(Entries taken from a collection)
_____
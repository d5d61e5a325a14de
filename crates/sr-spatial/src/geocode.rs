//! Place-name resolution.
//!
//! Routing only needs a coordinate per endpoint; turning free text into one
//! is delegated to a [`Geocoder`].  Online geocoding services live outside
//! this workspace.  [`GazetteerGeocoder`] is a fixed lookup table for tests,
//! demos and offline deployments with a known set of places.

use rustc_hash::FxHashMap;

use sr_core::GeoPoint;

use crate::{SpatialError, SpatialResult};

/// Resolves a free-text place description into a coordinate.
pub trait Geocoder: Send + Sync {
    /// # Errors
    ///
    /// [`SpatialError::Geocode`] when the place cannot be resolved.
    fn geocode(&self, query: &str) -> SpatialResult<GeoPoint>;
}

/// A geocoder backed by an in-memory table of known places.
///
/// Lookups ignore ASCII case and surrounding whitespace.
#[derive(Clone, Debug, Default)]
pub struct GazetteerGeocoder {
    places: FxHashMap<String, GeoPoint>,
}

impl GazetteerGeocoder {
    pub fn new() -> Self {
        Self::default()
    }

    pub fn insert(&mut self, place: &str, pos: GeoPoint) {
        self.places.insert(Self::key(place), pos);
    }

    pub fn with_place(mut self, place: &str, pos: GeoPoint) -> Self {
        self.insert(place, pos);
        self
    }

    pub fn len(&self) -> usize {
        self.places.len()
    }

    pub fn is_empty(&self) -> bool {
        self.places.is_empty()
    }

    fn key(place: &str) -> String {
        place.trim().to_ascii_lowercase()
    }
}

impl Geocoder for GazetteerGeocoder {
    fn geocode(&self, query: &str) -> SpatialResult<GeoPoint> {
        self.places
            .get(&Self::key(query))
            .copied()
            .ok_or_else(|| SpatialError::Geocode(format!("no known place matches {query:?}")))
    }
}
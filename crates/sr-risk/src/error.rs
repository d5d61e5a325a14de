use std::path::PathBuf;

use thiserror::Error;

use sr_core::WeatherCondition;
use sr_spatial::SpatialError;

/// Errors produced by the risk pipeline and risk-table storage.
#[derive(Debug, Error)]
pub enum RiskError {
    /// Accident or risk-table input is missing a required column or holds
    /// a value that cannot be interpreted.
    #[error("data format error: {0}")]
    DataFormat(String),

    #[error("no risk table for {condition:?} at {}", path.display())]
    MissingTable { condition: WeatherCondition, path: PathBuf },

    #[error("CSV error: {0}")]
    Csv(#[from] csv::Error),

    #[error("I/O error: {0}")]
    Io(#[from] std::io::Error),

    #[error(transparent)]
    Spatial(#[from] SpatialError),
}

pub type RiskResult<T> = Result<T, RiskError>;
//! Unit tests for sr-risk.

#[cfg(test)]
mod helpers {
    use sr_core::{GeoPoint, NodeId};
    use sr_spatial::{RoadAttrs, RoadNetwork, RoadNetworkBuilder};

    /// West-to-east chain of two-way roads, only the first one named, plus
    /// an isolated unnamed stub far away.
    ///
    /// ```text
    ///   A ──Main St── B ──(none)── C ──(none)── D        E ──(none)── F
    /// ```
    pub fn chain() -> (RoadNetwork, [NodeId; 6]) {
        let mut b = RoadNetworkBuilder::new();
        let a = b.add_node(GeoPoint::new(34.0, -118.30));
        let n_b = b.add_node(GeoPoint::new(34.0, -118.29));
        let c = b.add_node(GeoPoint::new(34.0, -118.28));
        let d = b.add_node(GeoPoint::new(34.0, -118.27));
        let e = b.add_node(GeoPoint::new(35.0, -118.00));
        let f = b.add_node(GeoPoint::new(35.0, -117.99));

        b.add_road(a, n_b, RoadAttrs::new(925.0).named("Main St")).unwrap();
        b.add_road(n_b, c, RoadAttrs::new(925.0)).unwrap();
        b.add_road(c, d, RoadAttrs::new(925.0)).unwrap();
        b.add_road(e, f, RoadAttrs::new(915.0)).unwrap();

        (b.build(), [a, n_b, c, d, e, f])
    }

    /// [`chain`] without the stub, with `Oak Ave` running north from D.
    ///
    /// ```text
    ///                                          G
    ///                                          │ Oak Ave
    ///   A ──Main St── B ──(none)── C ──(none)── D
    /// ```
    pub fn town() -> RoadNetwork {
        let mut b = RoadNetworkBuilder::new();
        let a = b.add_node(GeoPoint::new(34.0, -118.30));
        let n_b = b.add_node(GeoPoint::new(34.0, -118.29));
        let c = b.add_node(GeoPoint::new(34.0, -118.28));
        let d = b.add_node(GeoPoint::new(34.0, -118.27));
        let g = b.add_node(GeoPoint::new(34.01, -118.27));

        b.add_road(a, n_b, RoadAttrs::new(925.0).named("Main St")).unwrap();
        b.add_road(n_b, c, RoadAttrs::new(925.0)).unwrap();
        b.add_road(c, d, RoadAttrs::new(925.0)).unwrap();
        b.add_road(d, g, RoadAttrs::new(1_112.0).named("Oak Ave")).unwrap();

        b.build()
    }

    /// Accidents near the middle of A–B (x2, Rain), B–C (Clear) and C–D
    /// (Rain), in [`town`] coordinates.
    pub const TOWN_ACCIDENTS: &str = "\
ID,Start_Lat,Start_Lng,conditions,visibility
1,34.0001,-118.295,Rain,10
2,33.9999,-118.296,Rain,4
3,34.0001,-118.285,Clear,10
4,34.0001,-118.275,Rain,
";
}

// ── Accident loader ───────────────────────────────────────────────────────────

#[cfg(test)]
mod accident {
    use sr_core::AccidentColumns;

    use crate::{RiskError, load_accidents_reader};

    #[test]
    fn loads_records_by_header() {
        let set = load_accidents_reader(super::helpers::TOWN_ACCIDENTS.as_bytes(), &AccidentColumns::default())
            .unwrap();
        assert_eq!(set.len(), 4);
        assert!(set.has_visibility);
        let first = &set.records[0];
        assert_eq!(first.position.lat, 34.0001);
        assert_eq!(first.position.lon, -118.295);
        assert_eq!(first.condition, "Rain");
        assert_eq!(first.visibility, 10.0);
    }

    #[test]
    fn blank_visibility_is_nan() {
        let set = load_accidents_reader(super::helpers::TOWN_ACCIDENTS.as_bytes(), &AccidentColumns::default())
            .unwrap();
        assert!(set.records[3].visibility.is_nan());
        assert_eq!(set.max_visibility(), Some(10.0));
    }

    #[test]
    fn quoted_condition_kept_verbatim() {
        let csv = "Start_Lat,Start_Lng,conditions\n34.0,-118.0,\"Rain, Overcast\"\n";
        let set = load_accidents_reader(csv.as_bytes(), &AccidentColumns::default()).unwrap();
        assert_eq!(set.records[0].condition, "Rain, Overcast");
        assert!(!set.has_visibility);
        assert!(set.records[0].visibility.is_nan());
        assert_eq!(set.max_visibility(), None);
    }

    #[test]
    fn missing_required_column_is_data_format() {
        let csv = "Start_Lat,conditions\n34.0,Rain\n";
        let err = load_accidents_reader(csv.as_bytes(), &AccidentColumns::default()).unwrap_err();
        assert!(matches!(err, RiskError::DataFormat(ref m) if m.contains("Start_Lng")));
    }

    #[test]
    fn out_of_range_coordinate_is_data_format() {
        let csv = "Start_Lat,Start_Lng,conditions\n95.0,-118.0,Rain\n";
        let err = load_accidents_reader(csv.as_bytes(), &AccidentColumns::default()).unwrap_err();
        assert!(matches!(err, RiskError::DataFormat(ref m) if m.contains("line 2")));
    }

    #[test]
    fn custom_column_names() {
        let columns = AccidentColumns {
            longitude:  "lng".to_owned(),
            latitude:   "lat".to_owned(),
            condition:  "weather".to_owned(),
            visibility: "vis".to_owned(),
        };
        let csv = "\u{feff}lat,lng,weather,vis\n34.0,-118.0,Clear,7.5\n";
        let set = load_accidents_reader(csv.as_bytes(), &columns).unwrap();
        assert_eq!(set.records[0].condition, "Clear");
        assert_eq!(set.records[0].visibility, 7.5);
    }
}
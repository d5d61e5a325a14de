//! `sr-risk`: offline risk scoring from historical accident records.
//!
//! # Pipeline
//!
//! 1. [`accident`] loads point records (position, weather label, visibility).
//! 2. Each record is matched to its nearest directed edge
//!    ([`RoadNetwork::nearest_edge`](sr_spatial::RoadNetwork::nearest_edge)).
//! 3. [`names`] gives every edge a canonical name and lends names to unnamed
//!    edges from their nearest named neighbours.
//! 4. [`score`] accumulates per-road weights for one condition and normalizes
//!    them into a [`RiskTable`](sr_core::RiskTable).
//! 5. [`store`] persists one CSV per condition.
//!
//! [`pipeline::RiskPipeline`] runs steps 2–4 for a whole condition set.
//!
//! # Feature flags
//!
//! | Flag       | Effect                                                  |
//! |------------|---------------------------------------------------------|
//! | `parallel` | Conditions and unnamed-edge fill-in run on Rayon.       |

pub mod accident;
pub mod error;
pub mod names;
pub mod pipeline;
pub mod score;
pub mod store;

#[cfg(test)]
mod tests;

pub use accident::{AccidentRecord, AccidentSet, load_accidents_csv, load_accidents_reader};
pub use error::{RiskError, RiskResult};
pub use names::{EdgeNames, fill_unnamed};
pub use pipeline::RiskPipeline;
pub use score::{RecordWeigher, RoadWeights};
pub use store::RiskTableStore;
_____
What to work on:
Look over the data above and show each line that contains "chain".

Response:
    /// West-to-east chain of two-way roads, only the first one named, plus
    pub fn chain() -> (RoadNetwork, [NodeId; 6]) {
    /// [`chain`] without the stub, with `Oak Ave` running north from D.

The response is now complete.